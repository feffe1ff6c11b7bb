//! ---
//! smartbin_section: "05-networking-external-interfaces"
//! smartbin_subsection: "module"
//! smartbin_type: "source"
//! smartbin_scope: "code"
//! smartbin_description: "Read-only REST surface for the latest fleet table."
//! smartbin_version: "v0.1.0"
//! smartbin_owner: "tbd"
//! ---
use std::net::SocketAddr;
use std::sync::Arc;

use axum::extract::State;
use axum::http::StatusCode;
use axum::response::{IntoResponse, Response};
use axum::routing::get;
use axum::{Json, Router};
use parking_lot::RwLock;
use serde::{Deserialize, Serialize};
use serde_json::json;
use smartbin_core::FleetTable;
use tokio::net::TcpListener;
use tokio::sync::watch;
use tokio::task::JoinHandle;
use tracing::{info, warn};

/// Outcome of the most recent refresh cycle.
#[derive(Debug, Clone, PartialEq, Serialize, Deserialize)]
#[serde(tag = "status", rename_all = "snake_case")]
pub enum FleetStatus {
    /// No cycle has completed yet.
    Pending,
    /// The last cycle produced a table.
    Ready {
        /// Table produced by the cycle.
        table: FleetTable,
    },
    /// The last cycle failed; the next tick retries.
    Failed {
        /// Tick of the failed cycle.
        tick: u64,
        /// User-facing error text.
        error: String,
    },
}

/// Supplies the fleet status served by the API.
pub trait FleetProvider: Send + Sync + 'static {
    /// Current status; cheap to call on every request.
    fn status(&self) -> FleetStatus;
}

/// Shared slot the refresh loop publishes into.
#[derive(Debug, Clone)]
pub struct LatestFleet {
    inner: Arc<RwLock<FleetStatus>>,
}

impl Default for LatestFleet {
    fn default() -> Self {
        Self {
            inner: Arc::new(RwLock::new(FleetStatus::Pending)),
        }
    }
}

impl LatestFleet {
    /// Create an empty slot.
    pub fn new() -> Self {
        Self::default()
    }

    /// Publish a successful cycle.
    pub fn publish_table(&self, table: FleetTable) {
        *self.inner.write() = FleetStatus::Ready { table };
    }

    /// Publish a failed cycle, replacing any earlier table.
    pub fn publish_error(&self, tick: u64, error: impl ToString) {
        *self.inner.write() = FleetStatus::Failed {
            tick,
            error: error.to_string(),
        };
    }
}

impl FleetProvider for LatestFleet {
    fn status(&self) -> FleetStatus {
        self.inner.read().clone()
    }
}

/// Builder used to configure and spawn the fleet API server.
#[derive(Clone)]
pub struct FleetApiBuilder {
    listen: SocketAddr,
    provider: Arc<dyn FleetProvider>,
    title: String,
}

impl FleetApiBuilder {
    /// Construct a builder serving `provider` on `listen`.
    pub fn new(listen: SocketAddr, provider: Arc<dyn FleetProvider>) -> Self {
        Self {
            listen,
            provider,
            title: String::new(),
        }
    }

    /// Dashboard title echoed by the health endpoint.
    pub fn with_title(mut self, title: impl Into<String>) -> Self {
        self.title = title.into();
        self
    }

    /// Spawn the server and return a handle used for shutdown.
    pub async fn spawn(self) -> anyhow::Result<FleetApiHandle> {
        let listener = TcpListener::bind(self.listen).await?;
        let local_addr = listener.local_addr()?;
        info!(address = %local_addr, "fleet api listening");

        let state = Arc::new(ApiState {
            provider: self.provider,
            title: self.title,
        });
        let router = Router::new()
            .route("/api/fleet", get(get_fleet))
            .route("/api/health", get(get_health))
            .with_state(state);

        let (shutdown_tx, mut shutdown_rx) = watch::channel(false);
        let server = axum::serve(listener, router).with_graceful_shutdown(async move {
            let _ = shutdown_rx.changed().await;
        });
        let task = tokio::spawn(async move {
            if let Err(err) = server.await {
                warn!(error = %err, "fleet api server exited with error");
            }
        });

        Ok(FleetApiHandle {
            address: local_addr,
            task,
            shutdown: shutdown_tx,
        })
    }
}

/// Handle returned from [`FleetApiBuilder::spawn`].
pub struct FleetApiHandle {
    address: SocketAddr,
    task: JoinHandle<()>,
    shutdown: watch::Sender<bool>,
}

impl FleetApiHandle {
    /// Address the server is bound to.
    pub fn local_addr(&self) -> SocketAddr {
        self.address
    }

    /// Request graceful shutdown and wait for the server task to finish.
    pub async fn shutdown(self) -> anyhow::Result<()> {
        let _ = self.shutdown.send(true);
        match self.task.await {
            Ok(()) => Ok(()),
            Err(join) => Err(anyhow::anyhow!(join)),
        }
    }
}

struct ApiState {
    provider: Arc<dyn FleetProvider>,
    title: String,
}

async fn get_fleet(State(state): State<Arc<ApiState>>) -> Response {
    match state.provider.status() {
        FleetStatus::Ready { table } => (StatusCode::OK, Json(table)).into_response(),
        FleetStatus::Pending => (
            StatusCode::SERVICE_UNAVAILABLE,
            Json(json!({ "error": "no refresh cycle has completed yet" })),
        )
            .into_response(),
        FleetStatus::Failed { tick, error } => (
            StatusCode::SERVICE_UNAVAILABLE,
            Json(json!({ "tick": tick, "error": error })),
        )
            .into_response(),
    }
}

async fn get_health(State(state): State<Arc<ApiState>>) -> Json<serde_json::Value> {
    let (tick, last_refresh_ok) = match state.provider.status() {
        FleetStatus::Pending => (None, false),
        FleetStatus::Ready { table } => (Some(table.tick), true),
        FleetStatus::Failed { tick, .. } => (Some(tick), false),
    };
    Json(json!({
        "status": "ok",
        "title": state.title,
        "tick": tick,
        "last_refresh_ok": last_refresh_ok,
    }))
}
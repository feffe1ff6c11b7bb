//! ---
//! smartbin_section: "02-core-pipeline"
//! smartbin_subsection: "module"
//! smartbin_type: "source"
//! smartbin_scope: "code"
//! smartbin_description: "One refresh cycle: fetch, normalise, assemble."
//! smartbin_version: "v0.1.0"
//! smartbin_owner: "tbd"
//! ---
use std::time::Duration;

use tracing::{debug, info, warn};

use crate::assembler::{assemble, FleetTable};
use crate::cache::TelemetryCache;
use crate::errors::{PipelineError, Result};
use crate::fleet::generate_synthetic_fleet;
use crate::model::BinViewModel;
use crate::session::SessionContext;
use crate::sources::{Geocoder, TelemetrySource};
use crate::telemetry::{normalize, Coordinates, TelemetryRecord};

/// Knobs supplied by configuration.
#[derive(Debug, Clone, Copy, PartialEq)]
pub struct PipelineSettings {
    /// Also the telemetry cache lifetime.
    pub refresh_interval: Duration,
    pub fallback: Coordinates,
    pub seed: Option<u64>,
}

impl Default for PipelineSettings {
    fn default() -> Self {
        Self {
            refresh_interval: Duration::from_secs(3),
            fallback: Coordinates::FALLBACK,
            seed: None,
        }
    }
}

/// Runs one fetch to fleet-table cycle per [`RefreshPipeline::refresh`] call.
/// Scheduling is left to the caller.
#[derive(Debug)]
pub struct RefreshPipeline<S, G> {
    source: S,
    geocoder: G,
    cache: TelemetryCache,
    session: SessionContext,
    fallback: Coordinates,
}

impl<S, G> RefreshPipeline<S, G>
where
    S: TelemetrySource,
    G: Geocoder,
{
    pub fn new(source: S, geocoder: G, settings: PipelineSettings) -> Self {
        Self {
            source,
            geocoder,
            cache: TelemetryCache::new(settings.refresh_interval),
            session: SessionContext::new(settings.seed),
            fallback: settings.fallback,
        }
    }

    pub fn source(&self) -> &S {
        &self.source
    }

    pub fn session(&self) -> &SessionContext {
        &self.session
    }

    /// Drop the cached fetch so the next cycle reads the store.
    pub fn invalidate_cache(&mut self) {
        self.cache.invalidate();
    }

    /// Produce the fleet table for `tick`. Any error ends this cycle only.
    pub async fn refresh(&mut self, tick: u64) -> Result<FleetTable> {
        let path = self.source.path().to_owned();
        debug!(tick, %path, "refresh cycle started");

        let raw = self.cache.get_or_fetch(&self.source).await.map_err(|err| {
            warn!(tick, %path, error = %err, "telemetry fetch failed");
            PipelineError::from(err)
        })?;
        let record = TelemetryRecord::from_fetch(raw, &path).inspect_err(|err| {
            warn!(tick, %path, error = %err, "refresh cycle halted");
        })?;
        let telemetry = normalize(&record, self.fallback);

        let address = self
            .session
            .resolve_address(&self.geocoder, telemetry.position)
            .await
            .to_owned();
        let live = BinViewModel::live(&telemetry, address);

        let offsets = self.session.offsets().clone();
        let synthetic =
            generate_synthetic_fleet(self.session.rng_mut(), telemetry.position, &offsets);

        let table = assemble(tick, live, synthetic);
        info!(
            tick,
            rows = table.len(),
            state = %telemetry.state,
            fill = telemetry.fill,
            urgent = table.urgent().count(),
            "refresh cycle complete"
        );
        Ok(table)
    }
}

_Task item_
Lines containing the word "FleetApiBuilder" are to be located in the entries and copied.

_Solved exercise_
pub struct FleetApiBuilder {
impl FleetApiBuilder {
/// Handle returned from [`FleetApiBuilder::spawn`].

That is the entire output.